I had recently done some apartment-sitting for this friend of mine named Jim, who called me after he’d returned from his trip and I was cozily re-ensconced in my Kleenex box of a studio over in Tudor City. Here’s that phone call.
“Hello?” I said, in that cryptic way I have of answering the telephone.
“Yo, man, it’s Jim.”
“Hey, Jimbo, what’s up?” There was an ominous tone in his voice which I couldn’t put my finger on. Had I spilled bourbon on his new beige couch on one of my nights of debauchery during his absence? Had I failed to hit the bowl a few times creating some bathroom tile no longer pristine? Had he noticed that all his aforementioned bourbon was gone? What had I done???
Mercifully halting my inventory, Jim cut directly to the chase. “You order Chinese when I was away?”

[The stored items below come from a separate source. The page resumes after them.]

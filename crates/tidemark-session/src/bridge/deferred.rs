//! The future-of-one-value calling convention.
//!
//! Every operation returns a [`BoxFuture`] resolving to exactly one
//! outcome. Multi-row queries resolve to a collected `Vec<Row>`; callers
//! who want row-by-row pacing use the streaming convention instead.

use futures::FutureExt;
use futures::future::BoxFuture;

use tidemark_types::{Entity, EntityHandle, EntityName, LockMode, Row, Value};

use crate::error::SessionError;
use crate::session::Session;
use crate::state::SessionPhase;

/// A session spoken to through single-completion futures.
///
/// Thin, stateless delegation over [`Session`]; constructed by
/// [`SessionFactory::open_deferred`].
///
/// [`SessionFactory::open_deferred`]: crate::factory::SessionFactory::open_deferred
pub struct DeferredSession {
    inner: Session,
}

impl DeferredSession {
    /// Wrap a core session.
    pub const fn new(inner: Session) -> Self {
        Self { inner }
    }

    /// Unwrap back into the core session.
    pub fn into_inner(self) -> Session {
        self.inner
    }

    /// The session's current lifecycle phase.
    pub const fn phase(&self) -> SessionPhase {
        self.inner.phase()
    }

    /// Schedule the entity (and its cascade closure) for insertion.
    pub fn persist<'a>(
        &'a mut self,
        handle: &'a EntityHandle,
    ) -> BoxFuture<'a, Result<(), SessionError>> {
        futures::future::ready(self.inner.persist(handle)).boxed()
    }

    /// Schedule the entity (and its cascade closure) for deletion.
    pub fn remove<'a>(
        &'a mut self,
        handle: &'a EntityHandle,
    ) -> BoxFuture<'a, Result<(), SessionError>> {
        futures::future::ready(self.inner.remove(handle)).boxed()
    }

    /// Stop tracking the instance.
    pub fn detach<'a>(
        &'a mut self,
        handle: &'a EntityHandle,
    ) -> BoxFuture<'a, Result<(), SessionError>> {
        futures::future::ready(self.inner.detach(handle)).boxed()
    }

    /// Whether the session manages the instance.
    pub fn contains(&self, handle: &EntityHandle) -> bool {
        self.inner.contains(handle)
    }

    /// Look up an entity by identity; absent rows resolve to `None`.
    pub fn find<'a>(
        &'a mut self,
        name: impl Into<EntityName>,
        key: Value,
    ) -> BoxFuture<'a, Result<Option<EntityHandle>, SessionError>> {
        let name = name.into();
        self.inner.find(name, key).boxed()
    }

    /// Merge a detached entity and resolve to the managed copy.
    pub fn merge<'a>(
        &'a mut self,
        detached: &'a Entity,
    ) -> BoxFuture<'a, Result<EntityHandle, SessionError>> {
        self.inner.merge(detached).boxed()
    }

    /// Re-read the entity's database state into the live object.
    pub fn refresh<'a>(
        &'a mut self,
        handle: &'a EntityHandle,
    ) -> BoxFuture<'a, Result<(), SessionError>> {
        self.inner.refresh(handle).boxed()
    }

    /// Lock a managed instance.
    pub fn lock<'a>(
        &'a mut self,
        handle: &'a EntityHandle,
        mode: LockMode,
    ) -> BoxFuture<'a, Result<(), SessionError>> {
        self.inner.lock(handle, mode).boxed()
    }

    /// Synchronize the context with the database.
    pub fn flush(&mut self) -> BoxFuture<'_, Result<(), SessionError>> {
        self.inner.flush().boxed()
    }

    /// Run a query and resolve to all of its rows.
    pub fn query<'a>(
        &'a mut self,
        sql: &'a str,
        params: Vec<Value>,
    ) -> BoxFuture<'a, Result<Vec<Row>, SessionError>> {
        self.inner.query_rows(sql, params).boxed()
    }

    /// Run `work` inside a transaction with an implicit flush before
    /// commit.
    pub fn with_transaction<'a, T, F>(
        &'a mut self,
        work: F,
    ) -> BoxFuture<'a, Result<T, SessionError>>
    where
        T: Send + 'a,
        F: for<'b> FnOnce(&'b mut Session) -> BoxFuture<'b, Result<T, SessionError>>
            + Send
            + 'a,
    {
        self.inner.with_transaction(work).boxed()
    }

    /// Close the session.
    pub fn close(&mut self) -> BoxFuture<'_, ()> {
        self.inner.close().boxed()
    }
}
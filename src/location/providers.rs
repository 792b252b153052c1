//! Geocoding providers: Nominatim, a built-in offline gazetteer, and a chain
//! that tries several in order.

use super::types::{Coordinate, LookupError};
use serde::Deserialize;
use std::collections::HashMap;
use std::sync::Mutex;
use std::thread;
use std::time::{Duration, Instant};
use tracing::debug;

/// One free-text geocoding query against some backend.
pub trait GeocodeLookup: Send + Sync {
    /// Short provider name for logs.
    fn name(&self) -> &str;

    /// Coordinates of the best match for `text`.
    fn query(&self, text: &str) -> Result<Coordinate, LookupError>;
}

// ─── Built-in gazetteer ─────────────────────────────────────────

struct BuiltinPlace {
    names: &'static [&'static str], // canonical + aliases, lowercase
    lat: f64,
    lon: f64,
}

#[rustfmt::skip]
const BUILTIN_PLACES: &[BuiltinPlace] = &[
    BuiltinPlace { names: &["ukraine", "україна"], lat: 49.4871968, lon: 31.2718321 },
    BuiltinPlace { names: &["lviv", "lviv, ukraine", "lemberg", "lwów"], lat: 49.841952, lon: 24.0315921 },
    BuiltinPlace { names: &["kyiv", "kiev", "kyiv, ukraine", "kiev, ukraine"], lat: 50.4500336, lon: 30.5241361 },
    BuiltinPlace { names: &["odesa", "odessa", "odesa, ukraine", "odessa, ukraine"], lat: 46.4843023, lon: 30.7322878 },
    BuiltinPlace { names: &["kharkiv", "kharkov", "kharkiv, ukraine"], lat: 49.9923181, lon: 36.2310146 },
    BuiltinPlace { names: &["usa", "united states", "united states of america", "us"], lat: 39.7837304, lon: -100.445882 },
    BuiltinPlace { names: &["california", "california, usa"], lat: 36.7014631, lon: -119.4615 },
    BuiltinPlace { names: &["texas", "texas, usa"], lat: 31.2638905, lon: -98.5456116 },
    BuiltinPlace { names: &["new york city", "new york city, new york, usa", "nyc"], lat: 40.7127281, lon: -74.0060152 },
    BuiltinPlace { names: &["los angeles", "los angeles, california, usa"], lat: 34.0536909, lon: -118.242766 },
    BuiltinPlace { names: &["uk", "united kingdom", "great britain"], lat: 54.7023545, lon: -3.2765753 },
    BuiltinPlace { names: &["london", "london, england, uk"], lat: 51.5073219, lon: -0.1276474 },
    BuiltinPlace { names: &["france"], lat: 46.603354, lon: 1.8883335 },
    BuiltinPlace { names: &["paris", "paris, france"], lat: 48.8588897, lon: 2.320041 },
    BuiltinPlace { names: &["germany", "deutschland"], lat: 51.1638175, lon: 10.4478313 },
    BuiltinPlace { names: &["berlin", "berlin, germany"], lat: 52.5170365, lon: 13.3888599 },
    BuiltinPlace { names: &["italy", "italia"], lat: 42.6384261, lon: 12.674297 },
    BuiltinPlace { names: &["rome", "rome, lazio, italy"], lat: 41.8933203, lon: 12.4829321 },
    BuiltinPlace { names: &["spain", "españa"], lat: 39.3260685, lon: -4.8379791 },
    BuiltinPlace { names: &["poland", "polska"], lat: 52.215933, lon: 19.134422 },
    BuiltinPlace { names: &["warsaw", "warsaw, poland", "warszawa"], lat: 52.2319581, lon: 21.0067249 },
    BuiltinPlace { names: &["russia"], lat: 64.6863136, lon: 97.7453061 },
    BuiltinPlace { names: &["canada"], lat: 61.0666922, lon: -107.991707 },
    BuiltinPlace { names: &["toronto", "toronto, ontario, canada"], lat: 43.6534817, lon: -79.3839347 },
    BuiltinPlace { names: &["mexico", "méxico"], lat: 23.6585116, lon: -102.0077097 },
    BuiltinPlace { names: &["brazil", "brasil"], lat: -10.3333333, lon: -53.2 },
    BuiltinPlace { names: &["australia"], lat: -24.7761086, lon: 134.755 },
    BuiltinPlace { names: &["sydney", "sydney, new south wales, australia"], lat: -33.8698439, lon: 151.2082848 },
    BuiltinPlace { names: &["japan"], lat: 36.5748441, lon: 139.2394179 },
    BuiltinPlace { names: &["tokyo", "tokyo, japan"], lat: 35.6812665, lon: 139.757653 },
    BuiltinPlace { names: &["india"], lat: 22.3511148, lon: 78.6677428 },
    BuiltinPlace { names: &["mumbai", "mumbai, maharashtra, india", "bombay"], lat: 19.0785451, lon: 72.878176 },
];

/// Offline lookup over an exact-match (case-insensitive) table.
///
/// Only whole strings match; degrading "Street, City, Country" to a known
/// entry is the resolver's job.
pub struct BuiltinLookup {
    places: HashMap<String, Coordinate>,
}

impl BuiltinLookup {
    /// The bundled gazetteer of countries and major cities.
    pub fn new() -> Self {
        Self::from_entries(
            BUILTIN_PLACES
                .iter()
                .flat_map(|p| p.names.iter().map(move |n| (*n, Coordinate::new(p.lat, p.lon)))),
        )
    }

    /// A custom table, e.g. for tests or a user-provided gazetteer.
    pub fn from_entries<'a, I>(entries: I) -> Self
    where
        I: IntoIterator<Item = (&'a str, Coordinate)>,
    {
        let places = entries
            .into_iter()
            .map(|(name, coord)| (normalize_key(name), coord))
            .collect();
        Self { places }
    }

    pub fn len(&self) -> usize {
        self.places.len()
    }

    pub fn is_empty(&self) -> bool {
        self.places.is_empty()
    }
}

impl Default for BuiltinLookup {
    fn default() -> Self {
        Self::new()
    }
}

fn normalize_key(s: &str) -> String {
    s.split_whitespace().collect::<Vec<_>>().join(" ").to_lowercase()
}

impl GeocodeLookup for BuiltinLookup {
    fn name(&self) -> &str {
        "builtin"
    }

    fn query(&self, text: &str) -> Result<Coordinate, LookupError> {
        self.places
            .get(&normalize_key(text))
            .copied()
            .ok_or_else(|| LookupError::NotFound(text.to_string()))
    }
}

// ─── Nominatim provider ─────────────────────────────────────────

/// Settings for the OpenStreetMap Nominatim search API.
#[derive(Debug, Clone)]
pub struct NominatimConfig {
    pub base_url: String,
    pub user_agent: String,
    /// Per-request timeout; a timeout counts as the service being unavailable.
    pub timeout: Duration,
    /// Minimum spacing between requests (public instance allows 1/s).
    pub min_interval: Duration,
}

impl Default for NominatimConfig {
    fn default() -> Self {
        Self {
            base_url: "https://nominatim.openstreetmap.org".into(),
            user_agent: concat!("FilmMap/", env!("CARGO_PKG_VERSION"), " (film-location-map)")
                .into(),
            timeout: Duration::from_secs(10),
            min_interval: Duration::from_secs(1),
        }
    }
}

#[derive(Deserialize, Debug, Clone)]
struct NominatimResult {
    lat: String,
    lon: String,
    #[serde(default)]
    display_name: Option<String>,
}

pub struct NominatimLookup {
    config: NominatimConfig,
    agent: ureq::Agent,
    last_request: Mutex<Option<Instant>>,
}

impl NominatimLookup {
    pub fn new(config: NominatimConfig) -> Self {
        let agent = ureq::AgentBuilder::new()
            .timeout(config.timeout)
            .user_agent(&config.user_agent)
            .build();
        Self {
            config,
            agent,
            last_request: Mutex::new(None),
        }
    }

    /// Blocks until `min_interval` has passed since the previous request.
    /// Holding the lock while sleeping keeps concurrent callers in line.
    fn throttle(&self) {
        let mut last = self.last_request.lock().unwrap_or_else(|e| e.into_inner());
        if let Some(prev) = *last {
            let elapsed = prev.elapsed();
            if elapsed < self.config.min_interval {
                thread::sleep(self.config.min_interval - elapsed);
            }
        }
        *last = Some(Instant::now());
    }

    fn search_url(&self) -> String {
        format!("{}/search", self.config.base_url.trim_end_matches('/'))
    }
}

impl Default for NominatimLookup {
    fn default() -> Self {
        Self::new(NominatimConfig::default())
    }
}

impl GeocodeLookup for NominatimLookup {
    fn name(&self) -> &str {
        "nominatim"
    }

    fn query(&self, text: &str) -> Result<Coordinate, LookupError> {
        self.throttle();

        let response = self
            .agent
            .get(&self.search_url())
            .query("q", text)
            .query("format", "json")
            .query("limit", "1")
            .call()
            .map_err(classify_ureq_error)?;

        let results: Vec<NominatimResult> = response
            .into_json()
            .map_err(|e| LookupError::InvalidResponse(e.to_string()))?;

        first_coordinate(text, results)
    }
}

fn classify_ureq_error(err: ureq::Error) -> LookupError {
    match err {
        ureq::Error::Status(code, _) if code == 429 || code >= 500 => {
            LookupError::Unavailable(format!("HTTP {}", code))
        }
        ureq::Error::Status(code, _) => LookupError::InvalidResponse(format!("HTTP {}", code)),
        ureq::Error::Transport(t) => LookupError::Unavailable(t.to_string()),
    }
}

fn first_coordinate(query: &str, results: Vec<NominatimResult>) -> Result<Coordinate, LookupError> {
    let top = results
        .into_iter()
        .next()
        .ok_or_else(|| LookupError::NotFound(query.to_string()))?;

    let lat: f64 = top
        .lat
        .parse()
        .map_err(|_| LookupError::InvalidResponse(format!("bad lat '{}'", top.lat)))?;
    let lon: f64 = top
        .lon
        .parse()
        .map_err(|_| LookupError::InvalidResponse(format!("bad lon '{}'", top.lon)))?;

    debug!(
        query,
        matched = top.display_name.as_deref().unwrap_or(""),
        lat,
        lon,
        "nominatim match"
    );
    Ok(Coordinate::new(lat, lon))
}

// ─── Chain ──────────────────────────────────────────────────────

/// Tries providers in order; the first match wins.
///
/// Fails with `Unavailable` if no provider matched and at least one was
/// unavailable, so the caller may retry; otherwise `NotFound`.
pub struct ChainLookup {
    providers: Vec<Box<dyn GeocodeLookup>>,
}

impl ChainLookup {
    pub fn new(providers: Vec<Box<dyn GeocodeLookup>>) -> Self {
        Self { providers }
    }
}

impl GeocodeLookup for ChainLookup {
    fn name(&self) -> &str {
        "chain"
    }

    fn query(&self, text: &str) -> Result<Coordinate, LookupError> {
        let mut unavailable = None;
        for provider in &self.providers {
            match provider.query(text) {
                Ok(coord) => return Ok(coord),
                Err(e) => {
                    debug!(provider = provider.name(), query = text, error = %e, "provider miss");
                    if e.is_transient() && unavailable.is_none() {
                        unavailable = Some(e);
                    }
                }
            }
        }
        Err(unavailable.unwrap_or_else(|| LookupError::NotFound(text.to_string())))
    }
}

“Uh, let’s see… yeah, as a matter of fact I did.”
“The guy downstairs?”
“Yeah, where else? Their stuff is great.”
“You tip him?’
“Of course I tipped him. I’m a bartender, for Chrissakes!”
“How much?” he asked, plowing straight ahead like Sergeant Friday.
“Five dollars,” I replied. Which is when the Moo Goo Gai Pan hit the fan.
What??? he shrieked, perilously close to a Maria Callas high C.
“I tipped him five dollars.”
“I knew it,” he screamed, “I fucking knew it! You tipped him five fucking dollars for getting on an elevator and riding six floors? Are you fucking cray-zeee?”
“Well what do you care? It’s my money,” I said.
“I care because I just gave him two dollars and he looked at me like I pissed on his fucking shoe. You fucked up my Chinaman! Before you ever ordered from here he was happy with a two dollar tip, in fact he actually bowed when I gave him the deuce. Now, motherfucker, if I don’t give him a five next time he’ll spit on my fucking food on the way up the elevator. If he has the time to spit on my food on just an eight second ride which is all it takes. Jesus H. Christ, I can’t believe you did this. You fucked up my Chinaman! For life!!! Now I can never…
At this point I pulled the phone from my ear as his stricken cacophony of sheer lament took on that high pitch wail you hear when Arab women wag their tongues and ululate into the desert to express their grief. And then, a full sixty seconds later when I sensed a pause in his rant (evidenced at first by my drapes which had ceased their wafting), I said, “There’s a Thai place opening up on East 53d Street.” What else could I say?
Yes, Jim would’ve fit quite nicely into Raymond Chandler’s world, “musty” in thought like a “fairly offensive” American!
See you next time, dear reader, and sorry for all the blue language which couldn’t be avoided. Those were his words. In fact without those words this could’ve been a “Seinfeld” subplot.
Cheers!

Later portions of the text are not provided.